Честно скажу — восемь, и последние две держался на упрямстве и на том самом колене, которое от злости, видимо, решило вспомнить молодость. Волохова работала без дара, на чистой технике, и техника эта была не дуэльная — окопная. Родная. Только руки у неё были на семь лет моложе моих, и ноги тоже, и дыхание, а у меня из преимуществ — два десятка лет чужих ошибок, вбитых в подкорку.
На девятой минуте она поймала меня на противоходе и уложила лопатками на мат. Аккуратно, без унижения. Профессионально уложила.
— Восемь минут, — сказала она, глядя сверху. И протянула руку. — Не десять.
— Возраст, — просипел я. — Скидку бы. По уставу положено.
— По уставу вам положено сидеть дома и пугать внуков. — Она рывком поставила меня на ноги. Хватка у неё была, доложу я вам… кузнечная была хватка. — Но за «косую петлю» — зачёт. Вы её видели в деле, это чувствуется. Где?
— Семнадцатый год. Стрелецкий вал. Прапорщик Гордеев бил её левой рукой, потому что правой к тому времени у него не было.
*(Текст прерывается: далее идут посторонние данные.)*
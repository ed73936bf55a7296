use rewarp_image::{Image, ImageError, ImageSize};

/// Create the sampling maps of a coordinate transform.
///
/// # Arguments
///
/// * `cols` - The number of columns indicating the width of the grid
/// * `rows` - The number of rows indicating the height of the grid
/// * `f` - Maps a destination pixel `(x, y)` to its source coordinate `(u, v)`
///
/// # Returns
///
/// A tuple of single channel images of size (cols, rows) containing the u and v coordinates
pub fn meshgrid_from_fn(
    cols: usize,
    rows: usize,
    f: impl Fn(usize, usize) -> Result<(f32, f32), ImageError>,
) -> Result<(Image<f32, 1>, Image<f32, 1>), ImageError> {
    let mut map_x = Vec::with_capacity(rows * cols);
    let mut map_y = Vec::with_capacity(rows * cols);
    for y in 0..rows {
        for x in 0..cols {
            let (u, v) = f(x, y)?;
            map_x.push(u);
            map_y.push(v);
        }
    }

    let size = ImageSize {
        width: cols,
        height: rows,
    };
    Ok((Image::new(size, map_x)?, Image::new(size, map_y)?))
}

/// Create the identity sampling maps of the given size.
pub fn meshgrid(size: ImageSize) -> Result<(Image<f32, 1>, Image<f32, 1>), ImageError> {
    meshgrid_from_fn(size.width, size.height, |x, y| Ok((x as f32, y as f32)))
}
Волохова замерла. На пол-удара сердца, но замерла.
— Гордеев. Николай?
— Николай Саввич.
— Он у нас преподавал. Полгода, до самой… — она не договорила. Подобрала с мата мой учебный тесак, повертела, поставила на стойку. Спиной ко мне сказала: — Вечерние часы ваши, кадет. Вторник, четверг, суббота. Опоздаете хоть раз — всё отменю.
— Не опоздаю.
— И вот ещё что, Сокольцев. — Она обернулась. Лицо опять было служебное, но глаза — глаза чуть отпустило. — Восемь минут против меня — это не стыдно. Стыдно будет, если ваши дети через три недели не выстоят и трёх. Идите. У вас, если не путаю, каллиграфия рапортов.
Каллиграфия, ага.
Шёл я через плац и думал совсем не про завитушки. Про кромку думал. Про белую кромку, которая мигнула у неё на замахе, — а дар, между прочим, просто так не мигает. Это мне ещё Глузман в лазарете растолковывал, применительно, правда, к моей собственной драгоценной персоне: мигает канал, когда сохнуть начинает. Ей тридцать восемь. Угасание у них тут — к сорока.
Считать я умею. Всю дорогу до корпуса считал и всю дорогу надеялся, что где-то ошибся.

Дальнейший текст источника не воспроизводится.